Work request:
Start at the line in the entries below that contains "unconsumed authorization states.", stop at the line that contains "#[derive(Debug, Clone, Serialize, Deserialize)]", and output exactly the lines in that span, both ends included.
Start of Supplied material
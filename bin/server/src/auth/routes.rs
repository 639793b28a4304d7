//! HTTP routes for the login flow.
//!
//! One endpoint serves both halves of the round trip: a request without a
//! `state` parameter starts a login, a request with one is the provider
//! callback. The connect and verify entry points stage their flow mode in a
//! short-lived cookie that the callback restores into the request context.

use axum::{
    extract::{Query, State},
    http::StatusCode,
    response::{IntoResponse, Redirect, Response},
};
use axum_extra::extract::cookie::{Cookie, CookieJar, SameSite};
use chrono::Duration as ChronoDuration;
use serde::Deserialize;
use std::sync::Arc;
use time::Duration as TimeDuration;
use wicket_access::{
    CallbackParams, FlowOutcome, LoginFlow, LoginFlowError, RequestContext, StateMetadata,
};

use super::{
    AppState,
    db::{PgAccountStore, SessionRepository},
};

/// Session cookie name.
const SESSION_COOKIE: &str = "session";

/// Flow mode cookie name (staged by the connect/verify entry points for the
/// duration of the provider round trip).
const FLOW_MODE_COOKIE: &str = "flow_mode";

/// Query parameters accepted by the flow endpoint.
#[derive(Debug, Deserialize)]
pub struct FlowQuery {
    code: Option<String>,
    state: Option<String>,
    promptlogin: Option<String>,
    promptaconsent: Option<String>,
    redirect: Option<String>,
}

/// Parses the `promptlogin`/`promptaconsent` query flags.
fn flag(value: Option<&str>) -> bool {
    matches!(value, Some("1") | Some("true"))
}

impl FlowQuery {
    fn into_params(self) -> CallbackParams {
        CallbackParams {
            code: self.code,
            state: self.state,
            prompt_login: flag(self.promptlogin.as_deref()),
            prompt_admin_consent: flag(self.promptaconsent.as_deref()),
            redirect: self.redirect,
        }
    }
}

/// The flow endpoint: initial login requests and provider callbacks.
pub async fn flow_endpoint(
    State(state): State<Arc<AppState>>,
    Query(query): Query<FlowQuery>,
    jar: CookieJar,
) -> Result<Response, AuthError> {
    let mut ctx = request_context(&state, &jar).await?;

    let mut jar = jar;
    if let Some(mode) = jar.get(FLOW_MODE_COOKIE).map(|c| c.value().to_string()) {
        match mode.as_str() {
            "verify" => ctx.verification_only = true,
            "connect" => ctx.connect_only = true,
            other => tracing::debug!(mode = other, "ignoring unknown flow mode"),
        }
        jar = jar.add(
            Cookie::build((FLOW_MODE_COOKIE, ""))
                .path("/")
                .max_age(TimeDuration::ZERO),
        );
    }

    let outcome = state.flow.handle_redirect(query.into_params(), ctx).await?;
    respond(&state, jar, outcome).await
}

/// Starts a connect-only flow: link the verified identity to the signed-in
/// account without switching its authentication method.
pub async fn connect(
    State(state): State<Arc<AppState>>,
    Query(query): Query<FlowQuery>,
    jar: CookieJar,
) -> Result<Response, AuthError> {
    start_with_mode(&state, jar, query, "connect", true).await
}

/// Starts a verification-only flow: confirm the identity, emit an event,
/// touch no account.
pub async fn verify(
    State(state): State<Arc<AppState>>,
    Query(query): Query<FlowQuery>,
    jar: CookieJar,
) -> Result<Response, AuthError> {
    start_with_mode(&state, jar, query, "verify", false).await
}

/// Logs out the user by deleting their session.
pub async fn logout(State(state): State<Arc<AppState>>, jar: CookieJar) -> impl IntoResponse {
    if let Some(session_cookie) = jar.get(SESSION_COOKIE) {
        let sessions = SessionRepository::new(state.db_pool.clone());
        let _ = sessions.delete(session_cookie.value()).await;
    }

    let remove_session = Cookie::build((SESSION_COOKIE, ""))
        .path("/")
        .max_age(TimeDuration::ZERO);

    (jar.add(remove_session), Redirect::to("/"))
}

async fn start_with_mode(
    state: &AppState,
    jar: CookieJar,
    query: FlowQuery,
    mode: &'static str,
    connect_only: bool,
) -> Result<Response, AuthError> {
    let mut extra_params = Vec::new();
    if flag(query.promptaconsent.as_deref()) {
        extra_params.push(("prompt".to_string(), "admin_consent".to_string()));
    }
    let metadata = StateMetadata {
        redirect: query.redirect.clone(),
        connect_only,
        ..StateMetadata::default()
    };

    let url = state
        .flow
        .initiate(flag(query.promptlogin.as_deref()), metadata, &extra_params)
        .await?;

    let mode_cookie = Cookie::build((FLOW_MODE_COOKIE, mode))
        .path("/")
        .http_only(true)
        .secure(state.session_config.secure_cookies)
        .same_site(SameSite::Lax)
        .max_age(TimeDuration::minutes(10));

    Ok((jar.add(mode_cookie), Redirect::to(&url)).into_response())
}

/// Builds the request context from the session cookie.
async fn request_context(state: &AppState, jar: &CookieJar) -> Result<RequestContext, AuthError> {
    let Some(session_cookie) = jar.get(SESSION_COOKIE) else {
        return Ok(RequestContext::anonymous());
    };

    let sessions = SessionRepository::new(state.db_pool.clone());
    let Some(session) = sessions.find_by_id(session_cookie.value()).await? else {
        return Ok(RequestContext::anonymous());
    };
    if session.is_expired() {
        let _ = sessions.delete(&session.id).await;
        return Ok(RequestContext::anonymous());
    }

    let accounts = PgAccountStore::new(state.db_pool.clone());
    Ok(match accounts.find(&session.username).await? {
        Some(account) => RequestContext::for_account(account),
        None => RequestContext::anonymous(),
    })
}

/// Translates a flow outcome into an HTTP response.
async fn respond(
    state: &AppState,
    jar: CookieJar,
    outcome: FlowOutcome,
) -> Result<Response, AuthError> {
    match outcome {
        FlowOutcome::RedirectToProvider { url } => Ok((jar, Redirect::to(&url)).into_response()),
        FlowOutcome::LoggedIn { username, redirect } => {
            let sessions = SessionRepository::new(state.db_pool.clone());
            let duration_minutes = state.session_config.duration_minutes;
            let session = sessions
                .create(&username, ChronoDuration::minutes(duration_minutes))
                .await?;

            let session_cookie = Cookie::build((SESSION_COOKIE, session.id))
                .path("/")
                .http_only(true)
                .secure(state.session_config.secure_cookies)
                .same_site(SameSite::Lax)
                .max_age(TimeDuration::minutes(duration_minutes));

            Ok((jar.add(session_cookie), Redirect::to(&redirect)).into_response())
        }
        FlowOutcome::Linked { username, redirect } => {
            tracing::debug!(%username, "link completed, redirecting");
            Ok((jar, Redirect::to(&redirect)).into_response())
        }
        FlowOutcome::Verified => Ok((jar, "identity verified").into_response()),
    }
}

/// Authentication errors surfaced over HTTP.
#[derive(Debug)]
pub enum AuthError {
    Flow(LoginFlowError),
}

impl From<LoginFlowError> for AuthError {
    fn from(err: LoginFlowError) -> Self {
        Self::Flow(err)
    }
}

impl IntoResponse for AuthError {
    fn into_response(self) -> Response {
        let Self::Flow(err) = self;
        let status = match &err {
            LoginFlowError::MissingAuthCode
            | LoginFlowError::MissingState
            | LoginFlowError::UnknownOrExpiredState
            | LoginFlowError::MissingIdToken
            | LoginFlowError::NonceMismatch => StatusCode::BAD_REQUEST,
            LoginFlowError::RestrictionFailed { .. }
            | LoginFlowError::NoAccountProvisioning { .. } => StatusCode::FORBIDDEN,
            LoginFlowError::AccountAlreadyConnected { .. }
            | LoginFlowError::IdentityAlreadyConnectedToDifferentAccount { .. }
            | LoginFlowError::PendingExternalMatch { .. } => StatusCode::CONFLICT,
            LoginFlowError::LoginFailed { .. } => StatusCode::UNAUTHORIZED,
            LoginFlowError::Provider { .. } | LoginFlowError::Store { .. } => {
                tracing::error!(error = %err, "login flow failed");
                return (StatusCode::INTERNAL_SERVER_ERROR, "authentication failed")
                    .into_response();
            }
        };

        (status, err.to_string()).into_response()
    }
}

#[cfg(test)]
mod tests {
    use super::*;

    #[test]
    fn flag_parses_query_booleans() {
        assert!(flag(Some("1")));
        assert!(flag(Some("true")));
        assert!(!flag(Some("0")));
        assert!(!flag(Some("yes")));
        assert!(!flag(None));
    }

    #[test]
    fn flow_errors_map_to_statuses() {
        let cases = [
            (LoginFlowError::MissingAuthCode, StatusCode::BAD_REQUEST),
            (LoginFlowError::UnknownOrExpiredState, StatusCode::BAD_REQUEST),
            (LoginFlowError::NonceMismatch, StatusCode::BAD_REQUEST),
            (
                LoginFlowError::RestrictionFailed {
                    reason: "domain".to_string(),
                },
                StatusCode::FORBIDDEN,
            ),
            (
                LoginFlowError::AccountAlreadyConnected {
                    username: "alice".to_string(),
                },
                StatusCode::CONFLICT,
            ),
            (
                LoginFlowError::LoginFailed {
                    username: "alice".to_string(),
                },
                StatusCode::UNAUTHORIZED,
            ),
            (
                LoginFlowError::store("down"),
                StatusCode::INTERNAL_SERVER_ERROR,
            ),
        ];

        for (err, status) in cases {
            assert_eq!(AuthError::from(err).into_response().status(), status);
        }
    }
}
mod auth;
mod config;

#[tokio::main]
async fn main() {
    use axum::{Router, routing::get};
    use sqlx::postgres::PgPoolOptions;
    use std::sync::Arc;
    use tower_http::trace::TraceLayer;
    use tracing_subscriber::{layer::SubscriberExt, util::SubscriberInitExt};

    use auth::{AppState, ProviderClient};
    use config::ServerConfig;

    tracing_subscriber::registry()
        .with(
            tracing_subscriber::EnvFilter::try_from_default_env()
                .unwrap_or_else(|_| "info,tower_http=debug".into()),
        )
        .with(tracing_subscriber::fmt::layer())
        .init();

    // Load configuration from environment
    let config = ServerConfig::from_env().expect("failed to load configuration");
    tracing::info!("Loaded configuration");

    // Create database connection pool
    let db_pool = PgPoolOptions::new()
        .max_connections(5)
        .connect(&config.database_url)
        .await
        .expect("failed to connect to database");

    // Run migrations
    tracing::info!("Running database migrations...");
    sqlx::migrate!("./migrations")
        .run(&db_pool)
        .await
        .expect("failed to run migrations");

    let state_max_age = chrono::Duration::minutes(config.flow.state_max_age_minutes());

    // Cleanup stale records on startup
    cleanup(&db_pool, state_max_age).await;

    // Spawn periodic cleanup of expired sessions and unconsumed states
    let cleanup_pool = db_pool.clone();
    let cleanup_interval_secs = config.session.cleanup_interval_seconds;
    tokio::spawn(async move {
        let mut interval =
            tokio::time::interval(std::time::Duration::from_secs(cleanup_interval_secs));
        loop {
            interval.tick().await;
            cleanup(&cleanup_pool, state_max_age).await;
        }
    });

    // Initialize the provider client
    tracing::info!("Discovering identity provider...");
    let provider = ProviderClient::discover(config.provider.clone())
        .await
        .expect("failed to discover identity provider");

    // Create application state
    let app_state = Arc::new(AppState::new(
        db_pool,
        provider,
        config.flow.clone(),
        config.session.clone(),
    ));

    let app = Router::new()
        .route("/auth/oidc", get(auth::flow_endpoint))
        .route("/auth/oidc/connect", get(auth::connect))
        .route("/auth/oidc/verify", get(auth::verify))
        .route("/auth/logout", get(auth::logout))
        .layer(TraceLayer::new_for_http())
        .with_state(app_state);

    let listener = tokio::net::TcpListener::bind(&config.listen_addr)
        .await
        .expect("failed to bind to address");

    tracing::info!("listening on http://{}", config.listen_addr);

    axum::serve(listener, app.into_make_service())
        .await
        .expect("server error");
}

/// Deletes expired sessions and unconsumed authorization states.
async fn cleanup(pool: &sqlx::PgPool, state_max_age: chrono::Duration) {
    use wicket_access::StateStore;

    let sessions = auth::db::SessionRepository::new(pool.clone());
    match sessions.delete_expired().await {
        Ok(count) if count > 0 => {
            tracing::debug!(deleted_sessions = count, "cleaned up expired sessions");
        }
        Ok(_) => {}
        Err(e) => {
            tracing::warn!(error = %e, "failed to cleanup expired sessions");
        }
    }

    let states = auth::db::PgStateStore::new(pool.clone());
    match states.delete_expired(state_max_age).await {
        Ok(count) if count > 0 => {
            tracing::debug!(deleted_states = count, "cleaned up unconsumed authorization states");
        }
        Ok(_) => {}
        Err(e) => {
            tracing::warn!(error = %e, "failed to cleanup authorization states");
        }
    }
}
//! Flow-level configuration.
//!
//! [`FlowConfig`] collects the decisions the login flow makes that are not
//! provider connection details: whether unknown identities may be
//! provisioned, which domains are accepted, and where to send the browser
//! after a login or an account link. It is assembled once at startup and
//! passed to the flow by value.

use serde::{Deserialize, Serialize};

/// Configuration for the authorization-code login flow.
///
/// Fields with defaults can be omitted when loading from environment
/// variables.
#[derive(Debug, Clone, Serialize, Deserialize)]
pub struct FlowConfig {
    /// Whether a local account is created for a verified identity that has
    /// none. Default: true
    #[serde(default = "default_allow_provisioning")]
    allow_provisioning: bool,
    /// Domains accepted by the restriction check, matched against the
    /// domain part of the identity's username hint. Empty means all
    /// identities are accepted. Default: empty
    #[serde(default)]
    allowed_domains: Vec<String>,
    /// Where the browser is sent after a completed login.
    /// Default: "/"
    #[serde(default = "default_post_login_redirect")]
    post_login_redirect: String,
    /// Where the browser is sent after linking an identity to the signed-in
    /// account, unless the request stored its own redirect target.
    /// Default: "/profile"
    #[serde(default = "default_post_link_redirect")]
    post_link_redirect: String,
    /// Age in minutes after which unconsumed authorization request states
    /// are discarded. Default: 15
    #[serde(default = "default_state_max_age_minutes")]
    state_max_age_minutes: i64,
}

fn default_allow_provisioning() -> bool {
    true
}

fn default_post_login_redirect() -> String {
    "/".to_string()
}

fn default_post_link_redirect() -> String {
    "/profile".to_string()
}

fn default_state_max_age_minutes() -> i64 {
    15
}

impl Default for FlowConfig {
    fn default() -> Self {
        Self {
            allow_provisioning: default_allow_provisioning(),
            allowed_domains: Vec::new(),
            post_login_redirect: default_post_login_redirect(),
            post_link_redirect: default_post_link_redirect(),
            state_max_age_minutes: default_state_max_age_minutes(),
        }
    }
}

impl FlowConfig {
    /// Creates a configuration builder.
    #[must_use]
    pub fn builder() -> FlowConfigBuilder {
        FlowConfigBuilder::new()
    }

    /// Returns whether unknown identities may be provisioned.
    #[must_use]
    pub fn allow_provisioning(&self) -> bool {
        self.allow_provisioning
    }

    /// Returns the accepted domains. Empty means unrestricted.
    #[must_use]
    pub fn allowed_domains(&self) -> &[String] {
        &self.allowed_domains
    }

    /// Returns the post-login redirect target.
    #[must_use]
    pub fn post_login_redirect(&self) -> &str {
        &self.post_login_redirect
    }

    /// Returns the default post-link redirect target.
    #[must_use]
    pub fn post_link_redirect(&self) -> &str {
        &self.post_link_redirect
    }

    /// Returns the maximum age of an unconsumed authorization request state,
    /// in minutes.
    #[must_use]
    pub fn state_max_age_minutes(&self) -> i64 {
        self.state_max_age_minutes
    }

    /// Returns true if the principal's domain passes the restriction check.
    ///
    /// With an empty allow-list every principal passes. Otherwise the part
    /// after the last `@` must equal one of the configured domains
    /// (case-insensitive); a principal without a domain part is rejected.
    #[must_use]
    pub fn allows_domain_of(&self, principal: &str) -> bool {
        if self.allowed_domains.is_empty() {
            return true;
        }
        let Some((_, domain)) = principal.rsplit_once('@') else {
            return false;
        };
        self.allowed_domains
            .iter()
            .any(|allowed| allowed.eq_ignore_ascii_case(domain))
    }
}

/// Builder for `FlowConfig`.
#[derive(Debug, Default)]
pub struct FlowConfigBuilder {
    config: FlowConfig,
}

impl FlowConfigBuilder {
    /// Creates a builder with default settings.
    #[must_use]
    pub fn new() -> Self {
        Self {
            config: FlowConfig::default(),
        }
    }

    /// Sets whether unknown identities may be provisioned.
    #[must_use]
    pub fn allow_provisioning(mut self, allow: bool) -> Self {
        self.config.allow_provisioning = allow;
        self
    }

    /// Sets the accepted domains.
    #[must_use]
    pub fn allowed_domains(mut self, domains: Vec<String>) -> Self {
        self.config.allowed_domains = domains;
        self
    }

    /// Sets the post-login redirect target.
    #[must_use]
    pub fn post_login_redirect(mut self, target: String) -> Self {
        self.config.post_login_redirect = target;
        self
    }

    /// Sets the default post-link redirect target.
    #[must_use]
    pub fn post_link_redirect(mut self, target: String) -> Self {
        self.config.post_link_redirect = target;
        self
    }

    /// Sets the maximum age of unconsumed states, in minutes.
    #[must_use]
    pub fn state_max_age_minutes(mut self, minutes: i64) -> Self {
        self.config.state_max_age_minutes = minutes;
        self
    }

    /// Builds the `FlowConfig`.
    #[must_use]
    pub fn build(self) -> FlowConfig {
        self.config
    }
}

#[cfg(test)]
mod tests {
    use super::*;

    #[test]
    fn default_config_values() {
        let config = FlowConfig::default();
        assert!(config.allow_provisioning());
        assert!(config.allowed_domains().is_empty());
        assert_eq!(config.post_login_redirect(), "/");
        assert_eq!(config.post_link_redirect(), "/profile");
        assert_eq!(config.state_max_age_minutes(), 15);
    }

    #[test]
    fn empty_allow_list_accepts_everyone() {
        let config = FlowConfig::default();
        assert!(config.allows_domain_of("anyone@anywhere.test"));
        assert!(config.allows_domain_of("no-domain-at-all"));
    }

    #[test]
    fn allow_list_matches_domain_case_insensitively() {
        let config = FlowConfig::builder()
            .allowed_domains(vec!["example.com".to_string()])
            .build();
        assert!(config.allows_domain_of("alice@example.com"));
        assert!(config.allows_domain_of("alice@EXAMPLE.COM"));
        assert!(!config.allows_domain_of("alice@elsewhere.test"));
    }

    #[test]
    fn allow_list_rejects_principal_without_domain() {
        let config = FlowConfig::builder()
            .allowed_domains(vec!["example.com".to_string()])
            .build();
        assert!(!config.allows_domain_of("alice"));
    }

    #[test]
    fn config_deserializes_with_defaults() {
        let json = r#"{ "allowed_domains": ["example.com"] }"#;
        let config: FlowConfig = serde_json::from_str(json).expect("deserialize");
        assert!(config.allow_provisioning());
        assert_eq!(config.allowed_domains(), ["example.com".to_string()]);
        assert_eq!(config.post_link_redirect(), "/profile");
    }
}
//! Centralized server configuration.
//!
//! This module provides strongly-typed configuration for the server,
//! loaded via the `config` crate from environment variables.
//!
//! See [`ProviderConfig`](crate::auth::ProviderConfig) for the identity
//! provider connection and [`FlowConfig`](wicket_access::FlowConfig) for
//! the flow decisions.

use serde::Deserialize;
use wicket_access::FlowConfig;

use crate::auth::ProviderConfig;

/// Server configuration composed from library configs.
#[derive(Debug, Deserialize)]
pub struct ServerConfig {
    /// PostgreSQL database connection URL.
    pub database_url: String,

    /// Address the HTTP server binds to.
    #[serde(default = "default_listen_addr")]
    pub listen_addr: String,

    /// Session configuration.
    #[serde(default)]
    pub session: SessionConfig,

    /// Identity provider connection.
    pub provider: ProviderConfig,

    /// Login flow decisions.
    #[serde(default)]
    pub flow: FlowConfig,
}

/// Session-related configuration.
#[derive(Debug, Clone, Deserialize)]
pub struct SessionConfig {
    /// Session duration in minutes.
    #[serde(default = "default_session_duration_minutes")]
    pub duration_minutes: i64,

    /// Interval between cleanup runs for expired sessions and unconsumed
    /// authorization states, in seconds.
    #[serde(default = "default_cleanup_interval_seconds")]
    pub cleanup_interval_seconds: u64,

    /// Whether to set the Secure flag on cookies (requires HTTPS).
    /// Defaults to true for production safety; set to false for local HTTP
    /// development.
    #[serde(default = "default_secure_cookies")]
    pub secure_cookies: bool,
}

fn default_listen_addr() -> String {
    "127.0.0.1:3000".to_string()
}

fn default_session_duration_minutes() -> i64 {
    60
}

fn default_cleanup_interval_seconds() -> u64 {
    300
}

fn default_secure_cookies() -> bool {
    true
}

impl Default for SessionConfig {
    fn default() -> Self {
        Self {
            duration_minutes: default_session_duration_minutes(),
            cleanup_interval_seconds: default_cleanup_interval_seconds(),
            secure_cookies: default_secure_cookies(),
        }
    }
}

impl ServerConfig {
    /// Loads configuration from environment variables.
    ///
    /// # Errors
    ///
    /// Returns an error if required configuration is missing or invalid.
    pub fn from_env() -> Result<Self, config::ConfigError> {
        config::Config::builder()
            .add_source(
                config::Environment::default()
                    .separator("__")
                    .try_parsing(true),
            )
            .build()?
            .try_deserialize()
    }
}

#[cfg(test)]
mod tests {
    use super::*;

    #[test]
    fn session_config_has_correct_defaults() {
        let config = SessionConfig::default();
        assert_eq!(config.duration_minutes, 60);
        assert_eq!(config.cleanup_interval_seconds, 300);
        assert!(config.secure_cookies);
    }
}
End of Supplied material
Solution:
/// Deletes expired sessions and unconsumed authorization states.
async fn cleanup(pool: &sqlx::PgPool, state_max_age: chrono::Duration) {
    use wicket_access::StateStore;

    let sessions = auth::db::SessionRepository::new(pool.clone());
    match sessions.delete_expired().await {
        Ok(count) if count > 0 => {
            tracing::debug!(deleted_sessions = count, "cleaned up expired sessions");
        }
        Ok(_) => {}
        Err(e) => {
            tracing::warn!(error = %e, "failed to cleanup expired sessions");
        }
    }

    let states = auth::db::PgStateStore::new(pool.clone());
    match states.delete_expired(state_max_age).await {
        Ok(count) if count > 0 => {
            tracing::debug!(deleted_states = count, "cleaned up unconsumed authorization states");
        }
        Ok(_) => {}
        Err(e) => {
            tracing::warn!(error = %e, "failed to cleanup authorization states");
        }
    }
}
//! Flow-level configuration.
//!
//! [`FlowConfig`] collects the decisions the login flow makes that are not
//! provider connection details: whether unknown identities may be
//! provisioned, which domains are accepted, and where to send the browser
//! after a login or an account link. It is assembled once at startup and
//! passed to the flow by value.

use serde::{Deserialize, Serialize};

/// Configuration for the authorization-code login flow.
///
/// Fields with defaults can be omitted when loading from environment
/// variables.
#[derive(Debug, Clone, Serialize, Deserialize)]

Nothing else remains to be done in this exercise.